Population (June 2025)
- • Total: 1,740
- • Density: 283/km^{2} (733/sq mi)
- Postcode: 5034
- Area code: 04

= Paekākāriki =

Settlement in Wellington Region, New Zealand

Paekākāriki (/mi/) is a town in the Kāpiti Coast District, in the south-west of New Zealand's North Island. The town is part of the Kapiti Coast functional urban area and lies 10 km south of Paraparaumu, 20 km north of Porirua and 41 km northeast of the Wellington CBD. The town's name comes from the Māori language and can mean "parakeet perch". Paekākāriki had a population of 1,674 at the time of the 2023 census, down 72 from the 2018 census.

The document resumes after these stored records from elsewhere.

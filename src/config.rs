use crate::types::*;
use serde::{Deserialize, Serialize};
use std::{
  env, fs,
  path::{Path, PathBuf},
};

#[derive(Debug, Clone, PartialEq, Eq, Serialize, Deserialize)]
#[serde(rename_all = "camelCase", default)]
pub struct AppConfig {
  pub bind_addr: String,
  /// Where tournament records are persisted. Empty keeps everything in memory.
  pub data_dir: String,
  pub logs_dir: String,
  pub log_filter: String,
  /// `None` falls back to `BRACKET_DEFAULT_FORMAT`, then double elimination.
  pub default_format: Option<BracketFormat>,
  pub seeding: Seeding,
}

impl Default for AppConfig {
  fn default() -> Self {
    AppConfig {
      bind_addr: String::new(),
      data_dir: String::new(),
      logs_dir: String::new(),
      log_filter: "info".to_string(),
      default_format: None,
      seeding: Seeding::default(),
    }
  }
}

impl AppConfig {
  pub fn bind_addr(&self) -> &str {
    let trimmed = self.bind_addr.trim();
    if trimmed.is_empty() {
      DEFAULT_BIND_ADDR
    } else {
      trimmed
    }
  }

  pub fn data_dir(&self) -> Option<PathBuf> {
    let trimmed = self.data_dir.trim();
    if trimmed.is_empty() {
      None
    } else {
      Some(resolve_path(trimmed))
    }
  }

  pub fn logs_dir(&self) -> PathBuf {
    let trimmed = self.logs_dir.trim();
    if trimmed.is_empty() {
      resolve_path("logs")
    } else {
      resolve_path(trimmed)
    }
  }

  /// Settings applied to a tournament created without its own.
  pub fn default_settings(&self) -> BracketSettings {
    BracketSettings {
      format: self.default_format.unwrap_or_default(),
      seeding: self.seeding.clone(),
      ..BracketSettings::default()
    }
  }
}

pub fn working_root() -> PathBuf {
  env::current_dir().unwrap_or_else(|_| PathBuf::from("."))
}

pub fn resolve_path(raw: &str) -> PathBuf {
  let path = PathBuf::from(raw);
  if path.is_absolute() {
    path
  } else {
    working_root().join(path)
  }
}

pub fn config_path() -> PathBuf {
  match env_default("BRACKET_CONFIG_PATH") {
    Some(raw) => resolve_path(&raw),
    None => working_root().join("config.json"),
  }
}

pub fn env_default(key: &str) -> Option<String> {
  env::var(key)
    .ok()
    .map(|value| value.trim().to_string())
    .filter(|value| !value.is_empty())
}

pub fn apply_env_defaults(mut config: AppConfig) -> AppConfig {
  if config.bind_addr.trim().is_empty() {
    if let Some(value) = env_default("BRACKET_BIND_ADDR") {
      config.bind_addr = value;
    }
  }
  if config.data_dir.trim().is_empty() {
    if let Some(value) = env_default("BRACKET_DATA_DIR") {
      config.data_dir = value;
    }
  }
  if config.logs_dir.trim().is_empty() {
    if let Some(value) = env_default("BRACKET_LOGS_DIR") {
      config.logs_dir = value;
    }
  }
  if config.default_format.is_none() {
    config.default_format = env_default("BRACKET_DEFAULT_FORMAT").and_then(|value| value.parse().ok());
  }
  config
}

pub fn load_config_from(path: &Path) -> Result<AppConfig, String> {
  if !path.is_file() {
    return Ok(apply_env_defaults(AppConfig::default()));
  }
  let data = fs::read_to_string(path).map_err(|e| format!("read config {}: {e}", path.display()))?;
  let config =
    serde_json::from_str::<AppConfig>(&data).map_err(|e| format!("parse config {}: {e}", path.display()))?;
  Ok(apply_env_defaults(config))
}

pub fn load_config_inner() -> Result<AppConfig, String> {
  load_config_from(&config_path())
}

pub fn load_env_file() {
  let env_path = working_root().join(".env");
  if !env_path.is_file() {
    return;
  }
  let contents = match fs::read_to_string(&env_path) {
    Ok(data) => data,
    Err(_) => return,
  };
  for line in contents.lines() {
    if let Some((key, value)) = parse_env_line(line) {
      if env::var_os(&key).is_none() {
        env::set_var(key, value);
      }
    }
  }
}

pub fn parse_env_line(line: &str) -> Option<(String, String)> {
  let trimmed = line.trim();
  if trimmed.is_empty() || trimmed.starts_with('#') {
    return None;
  }
  let trimmed = trimmed.strip_prefix("export ").unwrap_or(trimmed);
  let (key, raw_value) = trimmed.split_once('=')?;
  let key = key.trim();
  if key.is_empty() {
    return None;
  }
  let mut value = raw_value.trim();
  if value.starts_with('"') && value.ends_with('"') && value.len() >= 2 {
    value = &value[1..value.len() - 1];
  } else if value.starts_with('\'') && value.ends_with('\'') && value.len() >= 2 {
    value = &value[1..value.len() - 1];
  } else if let Some(idx) = value.find('#') {
    value = value[..idx].trim_end();
  }
  Some((key.to_string(), value.to_string()))
}

/// Startup warnings, collected so they can be logged once tracing is up.
pub fn env_warnings(config: &AppConfig) -> Vec<String> {
  let mut warnings = Vec::new();

  if config.data_dir().is_none() {
    warnings.push(
      "BRACKET_DATA_DIR not set and no dataDir in config; tournaments will not survive a restart".to_string(),
    );
  }
  if !config_path().is_file() {
    warnings.push("no config.json found; running on defaults and environment overrides".to_string());
  }
  if let Some(Err(e)) = env_default("BRACKET_DEFAULT_FORMAT").map(|value| value.parse::<BracketFormat>()) {
    warnings.push(format!("ignoring BRACKET_DEFAULT_FORMAT: {e}"));
  }
  warnings
}

pub fn log_env_warnings(config: &AppConfig) {
  for msg in env_warnings(config) {
    tracing::warn!("{}", msg);
  }
}
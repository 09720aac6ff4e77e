//! Entry points over whole match sets. Each call takes the current set and
//! hands back a new one, so a caller never observes a half-applied operation.

use tracing::info;

use crate::double_elim;
use crate::error::BracketResult;
use crate::match_set::{MatchSet, MatchSetBuilder};
use crate::seeding::plan_seeds;
use crate::single_elim;
use crate::types::{BracketFormat, BracketSection, BracketSettings, Match, MatchId, Participant, ParticipantId};

/// Build the complete match graph for `participants`.
///
/// Zero entrants produce an empty set and one entrant a single bye, unless
/// `settings.require_playable` asks for at least two.
pub fn generate_bracket(
  tournament_id: &str,
  participants: &[Participant],
  settings: &BracketSettings,
) -> BracketResult<MatchSet> {
  let plan = plan_seeds(participants, settings)?;
  let mut builder = MatchSetBuilder::new(tournament_id, settings.format);
  match settings.format {
    BracketFormat::SingleElimination => single_elim::build(&mut builder, &plan)?,
    BracketFormat::DoubleElimination => double_elim::build(&mut builder, &plan)?,
  }
  let set = builder.finish()?;
  info!(
    tournament_id,
    format = ?settings.format,
    entrants = plan.entrant_count(),
    byes = plan.bye_count(),
    matches = set.len(),
    "bracket generated"
  );
  Ok(set)
}

pub fn set_winner(
  set: &MatchSet,
  match_id: MatchId,
  winner_id: ParticipantId,
  score: Option<String>,
) -> BracketResult<MatchSet> {
  let mut next = set.clone();
  next.set_winner(match_id, winner_id, score)?;
  Ok(next)
}

pub fn clear_winner(set: &MatchSet, match_id: MatchId) -> BracketResult<MatchSet> {
  let mut next = set.clone();
  next.clear_winner(match_id)?;
  Ok(next)
}

pub fn list_matches(set: &MatchSet, section: Option<BracketSection>) -> Vec<&Match> {
  set.list(section)
}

Paekākāriki lies on a narrowing of the thin coastal plain between the Tasman Sea and the Akatarawa Ranges (a spur of the Tararua Ranges), and thus serves as an important transportation node. To the south, State Highway 59 climbs towards Porirua; to the north the plains extend inland from the Kāpiti Coast; at Paekākāriki the highway and North Island Main Trunk railway run close together between the coast and hills. Paekākāriki is also served by the nearby Transmission Gully and Kāpiti Expressway (both part of State Highway 1).

==Etymology==
The town's name comes from the Māori language Paekākāriki. Pae in Māori can mean 'perch' and kākāriki 'parakeet', so pae kākāriki can mean 'parakeet perch'. Though usually written in English without macrons, the New Zealand Geographic Board changed the official name to Paekākāriki on 21 June 2019.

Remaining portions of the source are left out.